Using Pulley: Wasmtime's Portable, Optimizing Interpreter

On architectures such as x86_64 or aarch64 Wasmtime will by default use the Cranelift compiler to translate WebAssembly to native machine code and execute it. Cranelift does not support all architectures, however, for example i686 (32-bit Intel machines) is not supported at this time. To help execute WebAssembly on these architectures Wasmtime comes with an interpreter called Pulley.

Pulley is a bytecode interpreter originally proposed in an RFC which is intended to primarily be portable. Pulley is a loose backronym for "Portable, Universal, Low-Level Execution strategY" but mostly just a theme on machines/tools (Cranelift, Winch, Pulley, ...). Pulley is a distinct target and execution environment for Wasmtime.

Enabling Pulley

The Pulley interpreter is enabled via one of two means:

On architectures which have Cranelift support, Pulley must be enabled via the pulley crate feature of the wasmtime crate. This feature is otherwise off-by-default.
On architectures which do NOT have Cranelift support, Pulley is already enabled by default. This means that Wasmtime can execute WebAssembly by default on any platform, it'll just be faster on Cranelift-supported platforms.

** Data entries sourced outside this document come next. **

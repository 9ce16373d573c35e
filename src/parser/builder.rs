//! Section-aware structure building.
//!
//! A single forward pass over the line stream assembles the document tree.
//! State carried across the pass: the section being built, the bullet list
//! currently accepting items, the contact accumulator, and the
//! once-settable candidate name. The builder never fails: every line lands
//! in some block or is consumed as name/contact metadata.

use regex::Regex;

use crate::model::{Block, ResumeDocument, Section, SectionKind};
use crate::render::escape_latex;

use super::classify::{Classifier, LineClass};
use super::contact::ContactExtractor;
use super::cursor::LineCursor;

/// How many lines ahead an entry header may reach for its label.
const LOOKAHEAD_LINES: usize = 3;

/// Maximum length (in chars) for a looked-ahead entry label.
const LABEL_MAX_LEN: usize = 100;

/// Builds a [`ResumeDocument`] from plain resume text.
#[derive(Debug)]
pub struct StructureBuilder {
    classifier: Classifier,
    date_re: Regex,
    year_re: Regex,
}

impl StructureBuilder {
    /// Create a builder with freshly compiled patterns.
    pub fn new() -> Self {
        Self {
            classifier: Classifier::new(),
            date_re: Regex::new(r"(?i)\d{4}\s*[-–—]\s*(\d{4}|present|current)").unwrap(),
            year_re: Regex::new(r"\b\d{4}\b").unwrap(),
        }
    }

    /// Run the single forward pass over `text`.
    pub fn build(&self, text: &str) -> ResumeDocument {
        let mut doc = ResumeDocument::new();
        let mut contacts = ContactExtractor::new();
        let mut cursor = LineCursor::new(text);
        // Index of the bullet list currently accepting items, within the
        // active block container (prelude or current section).
        let mut open_list: Option<usize> = None;

        while let Some(line) = cursor.next_line() {
            if line.is_empty() {
                continue;
            }

            contacts.observe(line);

            let class = self.classifier.classify(line);

            // The candidate name is the first short, non-contact line seen
            // before any section header.
            if doc.candidate_name.is_none()
                && doc.sections.is_empty()
                && class == LineClass::EntryHeader
                && !contacts.matches_any(line)
            {
                doc.candidate_name = Some(split_name(line));
                continue;
            }

            match class {
                LineClass::SectionHeader => {
                    open_list = None;
                    log::debug!("section header: {line}");
                    doc.sections.push(Section::from_header(line));
                }
                LineClass::Bullet => {
                    let item = strip_bullet(line);
                    if item.is_empty() {
                        continue;
                    }
                    let item = escape_latex(item);
                    let blocks = active_blocks(&mut doc);
                    match open_list {
                        Some(idx) => {
                            if let Some(Block::BulletList(items)) = blocks.get_mut(idx) {
                                items.push(item);
                            }
                        }
                        None => {
                            blocks.push(Block::BulletList(vec![item]));
                            open_list = Some(blocks.len() - 1);
                        }
                    }
                }
                LineClass::EntryHeader => {
                    // A line that merely repeats a captured contact value is
                    // dropped rather than re-emitted as content.
                    if contacts.contact().contains_value(line) {
                        continue;
                    }
                    let kind = current_kind(&doc);
                    if kind.parses_entries() {
                        if let Some((org, date)) = self.parse_entry_line(line) {
                            let label = take_label(&mut cursor, &self.classifier);
                            log::debug!("entry: {org} / {date}");
                            active_blocks(&mut doc).push(Block::Entry {
                                date: escape_latex(&date),
                                primary: escape_latex(&label),
                                secondary: escape_latex(&org),
                            });
                            continue;
                        }
                    }
                    active_blocks(&mut doc).push(Block::SubHeading(escape_latex(line)));
                }
                LineClass::Paragraph => {
                    open_list = None;
                    if contacts.contact().contains_value(line) {
                        continue;
                    }
                    active_blocks(&mut doc).push(Block::Paragraph(escape_latex(line)));
                }
            }
        }

        doc.contact = contacts.into_contact();
        doc
    }

    /// Extract an (organization, date-range) pair from an entry line.
    ///
    /// The organization is the text preceding the first `(` or the first
    /// 4-digit year; the date range is `YYYY - (YYYY|present|current)`,
    /// case-insensitive. Both must be found for the line to parse.
    fn parse_entry_line(&self, line: &str) -> Option<(String, String)> {
        let paren = line.find('(');
        let year = self.year_re.find(line).map(|m| m.start());
        let cut = match (paren, year) {
            (Some(p), Some(y)) => p.min(y),
            (Some(p), None) => p,
            (None, Some(y)) => y,
            (None, None) => return None,
        };

        let org = line[..cut]
            .trim()
            .trim_end_matches(['-', '–', ',', '|'])
            .trim();
        if org.is_empty() {
            return None;
        }

        let date = self.date_re.find(line)?.as_str().to_string();
        Some((org.to_string(), date))
    }
}

impl Default for StructureBuilder {
    fn default() -> Self {
        Self::new()
    }
}

/// Look ahead for the entry's paired role/degree label: the first of the
/// next three lines that is non-empty, not a bullet, and under 100
/// characters. The chosen line is consumed and never re-classified.
fn take_label(cursor: &mut LineCursor<'_>, classifier: &Classifier) -> String {
    for offset in 1..=LOOKAHEAD_LINES {
        let Some(candidate) = cursor.peek(offset) else {
            break;
        };
        if candidate.is_empty()
            || classifier.matches(LineClass::Bullet, candidate)
            || candidate.chars().count() >= LABEL_MAX_LEN
        {
            continue;
        }
        cursor.consume(offset);
        return candidate.to_string();
    }
    String::new()
}

/// The block container currently accepting content.
fn active_blocks(doc: &mut ResumeDocument) -> &mut Vec<Block> {
    match doc.sections.last_mut() {
        Some(section) => &mut section.blocks,
        None => &mut doc.prelude,
    }
}

/// Kind of the section currently being built (`Generic` in the prelude).
fn current_kind(doc: &ResumeDocument) -> SectionKind {
    doc.sections
        .last()
        .map(|s| s.kind)
        .unwrap_or(SectionKind::Generic)
}

/// Split a name line into a (first, last) pair.
fn split_name(line: &str) -> (String, String) {
    let mut words = line.split_whitespace();
    let first = words.next().unwrap_or_default().to_string();
    let last = words.collect::<Vec<_>>().join(" ");
    (first, last)
}

/// Strip the leading bullet glyph and any trailing marker punctuation.
fn strip_bullet(line: &str) -> &str {
    line.trim_start_matches(['-', '•', '*', '.', ':']).trim()
}

#[cfg(test)]
mod tests {
    use super::*;
    use crate::model::ContactInfo;

    fn build(text: &str) -> ResumeDocument {
        StructureBuilder::new().build(text)
    }

    #[test]
    fn test_name_from_first_short_line() {
        let doc = build("Jane Doe\njane@example.com\nEXPERIENCE\n- built things");
        assert_eq!(
            doc.candidate_name,
            Some(("Jane".to_string(), "Doe".to_string()))
        );
    }

    #[test]
    fn test_contact_line_is_not_a_name() {
        let doc = build("jane@example.com\nJane Doe\nEXPERIENCE");
        assert_eq!(
            doc.candidate_name,
            Some(("Jane".to_string(), "Doe".to_string()))
        );
        assert_eq!(doc.contact.email.as_deref(), Some("jane@example.com"));
    }

    #[test]
    fn test_sections_in_source_order() {
        let doc = build("EXPERIENCE\n- did X\nEDUCATION\n- did Y");
        assert_eq!(doc.sections.len(), 2);
        assert_eq!(doc.sections[0].title, "Experience");
        assert_eq!(doc.sections[1].title, "Education");
        assert_eq!(
            doc.sections[0].blocks,
            vec![Block::BulletList(vec!["did X".to_string()])]
        );
        assert_eq!(
            doc.sections[1].blocks,
            vec![Block::BulletList(vec!["did Y".to_string()])]
        );
    }

    #[test]
    fn test_entry_lookahead_consumes_label() {
        let doc = build("EXPERIENCE\nAcme Corp (2020 - present)\nSenior Engineer\n- shipped feature");
        let blocks = &doc.sections[0].blocks;
        assert_eq!(blocks.len(), 2);
        assert_eq!(
            blocks[0],
            Block::Entry {
                date: "2020 - present".to_string(),
                primary: "Senior Engineer".to_string(),
                secondary: "Acme Corp".to_string(),
            }
        );
        assert_eq!(
            blocks[1],
            Block::BulletList(vec!["shipped feature".to_string()])
        );
        // The label line must not reappear anywhere as its own block.
        assert_eq!(doc.block_count(), 2);
    }

    #[test]
    fn test_entry_year_without_paren() {
        let doc = build("EDUCATION\nState University 2014 - 2018\nBS Computer Science");
        assert_eq!(
            doc.sections[0].blocks[0],
            Block::Entry {
                date: "2014 - 2018".to_string(),
                primary: "BS Computer Science".to_string(),
                secondary: "State University".to_string(),
            }
        );
    }

    #[test]
    fn test_entry_without_date_falls_back_to_subheading() {
        let doc = build("EXPERIENCE\nAcme Corp");
        assert_eq!(
            doc.sections[0].blocks,
            vec![Block::SubHeading("Acme Corp".to_string())]
        );
    }

    #[test]
    fn test_generic_section_never_builds_entries() {
        let doc = build("PROJECTS\nWidget (2020 - 2021)\nLead");
        let blocks = &doc.sections[0].blocks;
        assert!(blocks
            .iter()
            .all(|b| !matches!(b, Block::Entry { .. })));
    }

    #[test]
    fn test_bullet_runs_split_by_paragraph() {
        let doc = build(
            "SKILLS\n- Rust\n- Python\nAlso comfortable with all major clouds and orchestration\n- Go",
        );
        let blocks = &doc.sections[0].blocks;
        assert_eq!(blocks.len(), 3);
        assert!(matches!(&blocks[0], Block::BulletList(items) if items.len() == 2));
        assert!(matches!(&blocks[1], Block::Paragraph(_)));
        assert!(matches!(&blocks[2], Block::BulletList(items) if items.len() == 1));
    }

    #[test]
    fn test_duplicate_contact_line_dropped() {
        let doc = build("Jane Doe\njane@example.com\nSUMMARY\nWrote code");
        let all_blocks: Vec<&Block> = doc
            .prelude
            .iter()
            .chain(doc.sections.iter().flat_map(|s| s.blocks.iter()))
            .collect();
        assert!(all_blocks.iter().all(|b| match b {
            Block::Paragraph(t) | Block::SubHeading(t) => !t.contains("jane@example.com"),
            _ => true,
        }));
    }

    #[test]
    fn test_prelude_without_sections() {
        let doc = build("Jane Doe\nSeasoned developer who has shipped many systems to production");
        assert!(doc.sections.is_empty());
        assert_eq!(doc.prelude.len(), 1);
        assert!(matches!(&doc.prelude[0], Block::Paragraph(_)));
    }

    #[test]
    fn test_empty_bullet_not_emitted() {
        let doc = build("SKILLS\n-\n- Rust");
        assert_eq!(
            doc.sections[0].blocks,
            vec![Block::BulletList(vec!["Rust".to_string()])]
        );
    }

    #[test]
    fn test_contact_accumulates_across_document() {
        let doc = build("Jane Doe\njane@x.com\n555-123-4567\nlinkedin.com/in/janedoe\nEXPERIENCE");
        assert_eq!(
            doc.contact,
            ContactInfo {
                email: Some("jane@x.com".to_string()),
                phone: Some("555-123-4567".to_string()),
                network: Some("janedoe".to_string()),
            }
        );
    }

    #[test]
    fn test_block_text_is_escaped() {
        let doc = build("SKILLS\n- C&C++ tooling\nHas owned R_D work behind 100% of quarterly growth");
        let blocks = &doc.sections[0].blocks;
        assert!(matches!(&blocks[0], Block::BulletList(items) if items[0] == "C\\&C++ tooling"));
        assert!(matches!(
            &blocks[1],
            Block::Paragraph(t) if t == "Has owned R\\_D work behind 100\\% of quarterly growth"
        ));
    }

    #[test]
    fn test_lookahead_window_is_three_lines() {
        // The label sits four lines after the header; out of reach.
        let doc = build("EXPERIENCE\nAcme Corp (2020 - 2021)\n\n\n\nEngineer");
        assert!(matches!(
            &doc.sections[0].blocks[0],
            Block::Entry { primary, .. } if primary.is_empty()
        ));
    }
}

For platforms in category (2) there is no opt-in necessary to execute Pulley as that's already the default target. Platforms in category (1), such as x86_64-unknown-linux-gnu, may still want to execute Pulley to run tests, evaluate the implementation, benchmark, etc.

To force execution of Pulley on any platform the pulley crate feature of the wasmtime crate must be enabled in addition to configuring a target. Specifying a target is done with the --target CLI option to the wasmtime executable, the Config::target method in Rust, or the wasmtime_config_target_set C API. The target string for pulley must be one of:

pulley32 - for 32-bit little-endian hosts
pulley32be - for 32-bit big-endian hosts
pulley64 - for 64-bit little-endian hosts
pulley64be - for 64-bit big-endian hosts

The Pulley target string must match the environment that the Pulley Bytecode will be executing in. Some examples of Pulley targets are:

Host target	Pulley target
`x86_64-unknown-linux-gnu`	`pulley64`
`i686-unknown-linux-gnu`	`pulley32`
`s390x-unknown-linux-gnu`	`pulley64be`

Wasmtime will return an error trying to load bytecode compiled for the wrong Pulley target. When Pulley is the default target for a particular host then the correct Pulley target will be selected automatically. Specifying the Pulley target may still be necessary when cross-compiling from one platform to another, however.

Using Pulley

Using Pulley in Wasmtime requires no further configuration beyond specifying the target for Pulley. Once that is done all of the Wasmtime crate's Rust APIs or C API work as usual. For example when specifying wasmtime run --target pulley64 on the CLI this will execute all WebAssembly in the interpreter rather than via Cranelift.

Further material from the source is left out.